### Description of the task:
Look through the data below for the line with "#[arg(short = 's', long, value_name" and the line with "#[arg(short = 'a', long)]", then output those two and all lines in between, exactly as written.

### Provided data:
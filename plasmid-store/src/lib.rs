// SPDX-License-Identifier: MIT OR Apache-2.0

//! Durable, single-writer append-only feeds.
//!
//! Every feed is identified by the public key of its author. Only the holder of the matching
//! private key can append, everyone else keeps a read-only mirror which grows by replicating with
//! other peers. Feeds can be kept in memory or persisted to a directory, see [`Storage`].
//!
//! ```ignore
//! let feed = Feed::open(FeedConfig::owned(Storage::directory("./feed"))).await?;
//! let entry = feed
//!     .append_next(|index| Entry::new(feed.key(), index, now(), Content::new("HELLO")).unwrap())
//!     .await?;
//! ```
mod codec;
mod feed;
mod replication;
mod signed;
mod storage;

use plasmid_core::{FeedKey, IdentityError, ValidationError};
use thiserror::Error;

pub use codec::CborCodec;
pub use feed::{Feed, FeedConfig, ReadOptions, WriteHook};
pub use replication::Message;
pub use signed::SignedEntry;
pub use storage::Storage;

/// Reasons for the write hook of a feed to reject an entry.
#[derive(Error, Debug, Clone, PartialEq)]
pub enum WriteError {
    #[error("sequence number in entry is not correct, expected {expected} got {got}")]
    SequenceMismatch { expected: u64, got: u64 },

    #[error("entry author {got} does not match feed {expected}")]
    AuthorMismatch { expected: FeedKey, got: FeedKey },

    #[error(transparent)]
    Invalid(#[from] ValidationError),
}

#[derive(Error, Debug)]
pub enum FeedError {
    #[error("storage unavailable: {0}")]
    StorageUnavailable(#[from] std::io::Error),

    #[error("corrupted feed storage at byte offset {0}")]
    Corrupted(u64),

    #[error("could not encode entry: {0}")]
    Encode(String),

    #[error("invalid feed key in storage: {0}")]
    InvalidKey(#[from] IdentityError),

    #[error("feed storage belongs to another key")]
    KeyMismatch,

    #[error("feed {0} is read-only")]
    ReadOnly(FeedKey),

    #[error("feed is closed")]
    Closed,

    #[error("entry rejected: {0}")]
    Rejected(#[from] WriteError),
}

#[derive(Error, Debug)]
pub enum ReplicationError {
    #[error("input/output error: {0}")]
    Io(#[from] std::io::Error),

    #[error("codec error: {0}")]
    Codec(String),

    #[error("remote replicates feed {remote}, expected {local}")]
    KeyMismatch { local: FeedKey, remote: FeedKey },

    #[error("unexpected {0} message")]
    UnexpectedMessage(&'static str),

    #[error("remote closed the connection before the handshake")]
    UnexpectedEnd,

    #[error("received entry {got}, expected {expected}")]
    Gap { expected: u64, got: u64 },

    #[error("received invalid entry: {0}")]
    InvalidEntry(String),

    #[error(transparent)]
    Feed(#[from] FeedError),
}
// SPDX-License-Identifier: MIT OR Apache-2.0

//! Nodes owning a self-describing append-only feed.
//!
//! A node owns exactly one feed, which is its data channel and its control plane at the same
//! time: subscribing to other feeds, unsubscribing and granting capabilities are entries in the
//! node's own feed. The node replays its feed from the start and keeps tailing it, deriving its
//! subscriptions, aliases and capabilities from it. Restarting a node from the same storage thus
//! restores the same state without any extra bookkeeping.
//!
//! ```no_run
//! # async fn run() -> Result<(), plasmid::NodeError> {
//! use plasmid::{Node, NodeEvent};
//! use plasmid_core::SubscribeOptions;
//! use serde_json::json;
//!
//! let node = Node::open("./data").await?;
//! let mut events = node.events();
//!
//! node.subscribe(
//!     "736dd64fecc160e61a861b277aa1004fca014205ee09c4aebef9158cca305760",
//!     json!({ "name": "bob" }),
//!     SubscribeOptions::new().with_alias("friend"),
//! )
//! .await?;
//!
//! while let Ok(event) = events.recv().await {
//!     if let NodeEvent::NewData { key, entry, .. } = event {
//!         println!("{key}: {}", entry.content.content_type());
//!     }
//! }
//! # Ok(())
//! # }
//! ```
//!
//! Feeds are exchanged with other peers by a [`Replicator`], which joins a [`Swarm`] topic per
//! feed and replicates over every connection found there.
mod builder;
pub mod capabilities;
mod context;
mod control;
mod events;
mod node;
mod replicator;
mod state;
mod subscriptions;
pub mod swarm;
#[cfg(any(test, feature = "test_utils"))]
pub mod test_utils;

pub use builder::NodeBuilder;
pub use capabilities::{Capabilities, Denied};
pub use events::{EventKey, NodeEvent};
pub use node::{Config, Node, NodeError};
pub use plasmid_store::ReadOptions;
pub use replicator::{Replicator, ReplicatorEvent};
pub use subscriptions::SubscriptionInfo;
pub use swarm::{ByteStream, MemoryNetwork, MemorySwarm, PeerId, Swarm, SwarmError, SwarmEvent};

/// Open or create a node persisting its feeds in the given directory.
pub async fn open(path: impl Into<std::path::PathBuf>) -> Result<Node, NodeError> {
    Node::open(path).await
}

pub fn builder() -> NodeBuilder {
    Node::builder()
}
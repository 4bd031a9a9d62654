// SPDX-License-Identifier: MIT OR Apache-2.0

//! Command line interface to inspect and control a node persisted on disk.
use std::path::PathBuf;

use anyhow::Result;
use clap::{Parser, Subcommand};
use futures_util::StreamExt;
use plasmid::{Node, NodeEvent, ReadOptions};
use plasmid_core::{FeedKey, SubscribeOptions};
use serde_json::{Value, json};
use tracing_subscriber::EnvFilter;
use tracing_subscriber::prelude::*;

pub fn setup_logging() {
    tracing_subscriber::registry()
        .with(tracing_subscriber::fmt::layer().with_writer(std::io::stderr))
        .with(EnvFilter::from_default_env())
        .try_init()
        .ok();
}

#[derive(Parser)]
#[command(version, about)]
struct Args {
    /// Directory the node keeps its feeds in.
    #[arg(short = 's', long, value_name = "DIR", default_value = "plasmid-data")]
    storage: PathBuf,

    #[command(subcommand)]
    command: Command,
}

#[derive(Subcommand)]
enum Command {
    /// Show the feed key and everything derived from the feed.
    Info,

    /// Subscribe to a foreign feed.
    Subscribe {
        feed_key: FeedKey,

        /// Also publish data of this feed under the given alias.
        #[arg(short = 'a', long)]
        alias: Option<String>,

        /// Details passed along with every event of this subscription.
        #[arg(short = 'd', long, value_parser = parse_json, default_value = "{}")]
        details: Value,
    },

    Unsubscribe {
        feed_key: FeedKey,
    },

    /// Allow a feed to append content to this feed.
    Grant {
        feed_key: FeedKey,

        /// JSON schema the relayed content needs to match.
        #[arg(long, value_parser = parse_json)]
        schema: Option<Value>,
    },

    Revoke {
        feed_key: FeedKey,
    },

    /// Append application content.
    Append {
        content_type: String,

        #[arg(value_parser = parse_json, default_value = "{}")]
        payload: Value,
    },

    /// Print all entries of the own feed or a subscribed feed as JSON lines.
    Log {
        #[arg(short = 'f', long)]
        feed: Option<FeedKey>,
    },

    /// Print node events until interrupted.
    Tail,
}

fn parse_json(value: &str) -> Result<Value, serde_json::Error> {
    serde_json::from_str(value)
}

#[tokio::main]
async fn main() -> Result<()> {
    setup_logging();

    let args = Args::parse();
    let node = Node::open(&args.storage).await?;
    node.caught_up().await?;

    match args.command {
        Command::Info => info(&node)?,
        Command::Subscribe {
            feed_key,
            alias,
            details,
        } => {
            let mut options = SubscribeOptions::new();
            if let Some(alias) = alias {
                options = options.with_alias(alias);
            }
            print_json(&node.subscribe(&feed_key, details, options).await?.to_value());
        }
        Command::Unsubscribe { feed_key } => {
            print_json(&node.unsubscribe(&feed_key).await?.to_value());
        }
        Command::Grant { feed_key, schema } => {
            print_json(&node.grant(&feed_key, schema).await?.to_value());
        }
        Command::Revoke { feed_key } => {
            print_json(&node.revoke(&feed_key).await?.to_value());
        }
        Command::Append {
            content_type,
            payload,
        } => {
            print_json(&node.append_content(&content_type, payload).await?.to_value());
        }
        Command::Log { feed } => {
            let mut entries = Box::pin(node.read_stream(feed.as_ref(), ReadOptions::default())?);
            while let Some(entry) = entries.next().await {
                print_json(&entry.to_value());
            }
        }
        Command::Tail => tail(&node).await,
    }

    node.close().await?;

    Ok(())
}

fn info(node: &Node) -> Result<()> {
    let subscriptions = serde_json::to_value(node.subscriptions())?;

    let aliases: serde_json::Map<String, Value> = node
        .aliases()
        .into_iter()
        .map(|(alias, feed_key)| (alias, Value::String(feed_key.to_string())))
        .collect();

    let capabilities: serde_json::Map<String, Value> = node
        .capabilities()
        .into_iter()
        .map(|(feed_key, schema)| (feed_key.to_string(), schema))
        .collect();

    print_json(&json!({
        "feedKey": node.feed_key().as_str(),
        "length": node.len(),
        "subscriptions": subscriptions,
        "aliases": aliases,
        "capabilities": capabilities,
    }));

    Ok(())
}

async fn tail(node: &Node) {
    let mut events = node.events();
    let ctrl_c = tokio::signal::ctrl_c();
    tokio::pin!(ctrl_c);

    loop {
        let event = tokio::select! {
            _ = &mut ctrl_c => break,
            event = events.recv() => match event {
                Ok(event) => event,
                Err(tokio::sync::broadcast::error::RecvError::Lagged(skipped)) => {
                    tracing::warn!(skipped, "missed events");
                    continue;
                }
                Err(tokio::sync::broadcast::error::RecvError::Closed) => break,
            },
        };

        match event {
            NodeEvent::Ready => println!("ready"),
            NodeEvent::AuthoredEntry(entry) => {
                println!("authored {}", entry.to_value());
            }
            NodeEvent::Subscribed { key, .. } => println!("subscribed {key}"),
            NodeEvent::Unsubscribed { key } => println!("unsubscribed {key}"),
            NodeEvent::NewData { key, entry, .. } => {
                println!("data {key} {}", entry.to_value());
            }
            NodeEvent::Grant { feed_key } => println!("grant {feed_key}"),
            NodeEvent::Revoke { feed_key } => println!("revoke {feed_key}"),
        }
    }
}

fn print_json(value: &Value) {
    println!("{value}");
}
// SPDX-License-Identifier: MIT OR Apache-2.0

use plasmid_core::{Entry, FeedKey, PrivateKey, Signature};
use serde::{Deserialize, Serialize};

/// An entry together with the signature of its author.
///
/// This is the unit which gets persisted and exchanged with other peers. The signature covers the
/// canonical CBOR encoding of the entry.
#[derive(Clone, Debug, PartialEq, Serialize, Deserialize)]
pub struct SignedEntry {
    pub entry: Entry,
    pub signature: Signature,
}

impl SignedEntry {
    pub fn sign(entry: Entry, private_key: &PrivateKey) -> Self {
        let signature = private_key.sign(&entry.to_bytes());
        Self { entry, signature }
    }

    /// Returns `true` if the entry was authored and signed by the owner of the given feed.
    pub fn verify(&self, feed_key: &FeedKey) -> bool {
        &self.entry.author == feed_key && feed_key.verify(&self.entry.to_bytes(), &self.signature)
    }
}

### Solution to this task:
    #[arg(short = 's', long, value_name = "DIR", default_value = "plasmid-data")]
    storage: PathBuf,

    #[command(subcommand)]
    command: Command,
}

#[derive(Subcommand)]
enum Command {
    /// Show the feed key and everything derived from the feed.
    Info,

    /// Subscribe to a foreign feed.
    Subscribe {
        feed_key: FeedKey,

        /// Also publish data of this feed under the given alias.
        #[arg(short = 'a', long)]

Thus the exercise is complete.